Rethinking the Limits of Ethics

Cosmocentric Ethics and Climate Chaos

It is the sheer complexity and potential for devastation of present and future impacts of global warming on global climate that drives the necessity for innovative transdisciplinary responses. In ethics, no less than other domains of research, new perspectives that go beyond or transcend previous ethical frameworks are urgently needed. Under the imperative of sustainability, there has been an expansion of the scope of ethics from purely anthropocentric to ecocentric concerns and values.
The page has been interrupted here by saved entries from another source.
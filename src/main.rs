//! AuthGate server — token lifecycle demo service.
//!
//! Main entry point that wires the auth stack together and starts the
//! HTTP server.

use tracing_subscriber::{EnvFilter, fmt};

use authgate_api::{AppState, build_router};
use authgate_core::config::AppConfig;
use authgate_core::error::AppError;

#[tokio::main]
async fn main() {
    let config = match load_configuration() {
        Ok(c) => c,
        Err(e) => {
            eprintln!("Failed to load configuration: {}", e);
            std::process::exit(1);
        }
    };

    init_logging(&config);

    if let Err(e) = run(config).await {
        tracing::error!("Server error: {}", e);
        std::process::exit(1);
    }
}

/// Load configuration from file and environment
fn load_configuration() -> Result<AppConfig, AppError> {
    let env = std::env::var("AUTHGATE_ENV").unwrap_or_else(|_| "development".to_string());
    AppConfig::load(&env)
}

/// Initialize tracing/logging
fn init_logging(config: &AppConfig) {
    let filter =
        EnvFilter::try_from_default_env().unwrap_or_else(|_| EnvFilter::new(&config.logging.level));

    match config.logging.format.as_str() {
        "json" => {
            fmt()
                .json()
                .with_env_filter(filter)
                .with_target(true)
                .init();
        }
        _ => {
            fmt().pretty().with_env_filter(filter).init();
        }
    }
}

/// Main server run function
async fn run(config: AppConfig) -> Result<(), AppError> {
    tracing::info!("Starting AuthGate v{}", env!("CARGO_PKG_VERSION"));

    let addr = format!("{}:{}", config.server.host, config.server.port);
    tracing::info!(
        stage = config.auth.stage,
        refresh_enabled = config.auth.refresh_enabled(),
        "Auth capability"
    );

    let state = AppState::new(config);
    let router = build_router(state);

    let listener = tokio::net::TcpListener::bind(&addr)
        .await
        .map_err(|e| AppError::internal(format!("Failed to bind {addr}: {e}")))?;

    tracing::info!("Listening on http://{}", addr);

    axum::serve(listener, router)
        .with_graceful_shutdown(shutdown_signal())
        .await
        .map_err(|e| AppError::internal(format!("Server error: {e}")))?;

    tracing::info!("Server stopped");
    Ok(())
}

/// Resolves on Ctrl-C.
async fn shutdown_signal() {
    if let Err(e) = tokio::signal::ctrl_c().await {
        tracing::error!("Failed to install shutdown handler: {}", e);
    }
}
//! In-memory access token cache with change notification.
//!
//! Holds at most one access token plus a derived expiry estimate
//! (now + server-declared TTL at issuance; the token's signed claims are
//! never parsed here). Every state change increments a version counter so
//! concurrent callers can detect that someone else already refreshed.

use std::panic::{AssertUnwindSafe, catch_unwind};
use std::sync::{Arc, Mutex};

use chrono::{DateTime, Duration, Utc};
use tracing::warn;

/// Why the cache changed.
#[derive(Debug, Clone, Copy, PartialEq, Eq)]
pub enum ChangeCause {
    /// A login stored a fresh token.
    Login,
    /// A refresh replaced the token.
    Refresh,
    /// The cache was emptied.
    Clear,
}

/// Snapshot delivered to change listeners after each state change.
#[derive(Debug, Clone)]
pub struct TokenChange {
    /// The new token, absent after a clear.
    pub token: Option<String>,
    /// Declared TTL of the new token in seconds.
    pub expires_in_sec: Option<u64>,
    /// What caused the change.
    pub cause: ChangeCause,
}

/// A registered change listener.
pub type Listener = Arc<dyn Fn(&TokenChange) + Send + Sync>;

/// Handle for removing a listener.
#[derive(Debug, Clone, Copy, PartialEq, Eq)]
pub struct ListenerId(u64);

struct CacheInner {
    token: Option<String>,
    expires_at: Option<DateTime<Utc>>,
    version: u64,
    listeners: Vec<(ListenerId, Listener)>,
    next_listener_id: u64,
}

/// Volatile, owned token state with an injected lifetime.
///
/// The mutex is held only for short read-modify-write sections and never
/// across an await; listener callbacks run outside the lock against a
/// post-update snapshot.
pub struct TokenCache {
    inner: Mutex<CacheInner>,
}

impl Default for TokenCache {
    fn default() -> Self {
        Self::new()
    }
}

impl TokenCache {
    /// Creates an empty cache.
    pub fn new() -> Self {
        Self {
            inner: Mutex::new(CacheInner {
                token: None,
                expires_at: None,
                version: 0,
                listeners: Vec::new(),
                next_listener_id: 0,
            }),
        }
    }

    /// Returns the current access token, if any.
    pub fn current(&self) -> Option<String> {
        self.inner.lock().unwrap().token.clone()
    }

    /// Returns the current version. Incremented on login, refresh, clear.
    pub fn version(&self) -> u64 {
        self.inner.lock().unwrap().version
    }

    /// Returns the expiry estimate for the current token.
    pub fn expires_at(&self) -> Option<DateTime<Utc>> {
        self.inner.lock().unwrap().expires_at
    }

    /// Whether the expiry estimate says the current token is stale.
    pub fn is_expired_estimate(&self) -> bool {
        match self.expires_at() {
            Some(at) => at <= Utc::now(),
            None => true,
        }
    }

    /// Stores a token, recomputes the expiry estimate, bumps the version,
    /// and notifies listeners.
    pub fn set(&self, token: String, ttl_seconds: u64, cause: ChangeCause) {
        let change = TokenChange {
            token: Some(token.clone()),
            expires_in_sec: Some(ttl_seconds),
            cause,
        };

        let listeners = {
            let mut inner = self.inner.lock().unwrap();
            inner.token = Some(token);
            inner.expires_at = Some(Utc::now() + Duration::seconds(ttl_seconds as i64));
            inner.version += 1;
            snapshot_listeners(&inner)
        };

        notify(&listeners, &change);
    }

    /// Empties the cache, bumps the version, and notifies listeners.
    pub fn clear(&self) {
        let change = TokenChange {
            token: None,
            expires_in_sec: None,
            cause: ChangeCause::Clear,
        };

        let listeners = {
            let mut inner = self.inner.lock().unwrap();
            inner.token = None;
            inner.expires_at = None;
            inner.version += 1;
            snapshot_listeners(&inner)
        };

        notify(&listeners, &change);
    }

    /// Registers a change listener.
    pub fn subscribe(&self, listener: Listener) -> ListenerId {
        let mut inner = self.inner.lock().unwrap();
        let id = ListenerId(inner.next_listener_id);
        inner.next_listener_id += 1;
        inner.listeners.push((id, listener));
        id
    }

    /// Removes a previously registered listener. Unknown ids are a no-op.
    pub fn unsubscribe(&self, id: ListenerId) {
        let mut inner = self.inner.lock().unwrap();
        inner.listeners.retain(|(existing, _)| *existing != id);
    }
}

impl std::fmt::Debug for TokenCache {
    fn fmt(&self, f: &mut std::fmt::Formatter<'_>) -> std::fmt::Result {
        let inner = self.inner.lock().unwrap();
        f.debug_struct("TokenCache")
            .field("has_token", &inner.token.is_some())
            .field("version", &inner.version)
            .field("listeners", &inner.listeners.len())
            .finish()
    }
}

fn snapshot_listeners(inner: &CacheInner) -> Vec<Listener> {
    inner.listeners.iter().map(|(_, l)| Arc::clone(l)).collect()
}

/// Invokes each listener in isolation; a panicking listener must not
/// prevent the rest from running.
fn notify(listeners: &[Listener], change: &TokenChange) {
    for listener in listeners {
        if catch_unwind(AssertUnwindSafe(|| listener(change))).is_err() {
            warn!("Token change listener panicked");
        }
    }
}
Global warming pushes the boundaries of ethical consideration even further into the atmoscentric and climacentric, where new approaches to ethics are being driven by changes to the atmosphere and climates of the planet. All human cultures, all sentient creatures and every type of ecosystem are being profoundly affected by cumulative climate change. The movement from self-interest to planetary interest culminates in cosmocentric ethics or ethical concern about the status of the whole earth.

The transdisciplinary nature of cosmocentric ethics is clear when it is observed that changes in scientific understandings have been the major driver of changes in values and ethics. From a theocentric ethic humans have progressively moved to new ethical dimensions. The issues of sentience were highlighted by the sciences of comparative anatomy and physiology, the temporal and spatial interconnections of living and non-living systems were discovered by evolutionary and ecological sciences and now, the understanding of complex relationships between biodiversity, terrestrial ecosystems, oceans, the atmosphere and climate is being delivered by sciences/studies that transcend traditional discipline boundaries.

Added to the knowledge base delivered by these sciences is the emergence of new transdisciplinary fields of knowledge such as complexity theory and sustainability science. Discipline-based scientific knowledge that is seeking interconnections with other related disciplines and the new transdisciplinary domains, provide a new foundation for ethics. Cosmological citizens, informed about ethics via transdisciplinary environmental education, are in the best position to act on the implications of impending climate chaos.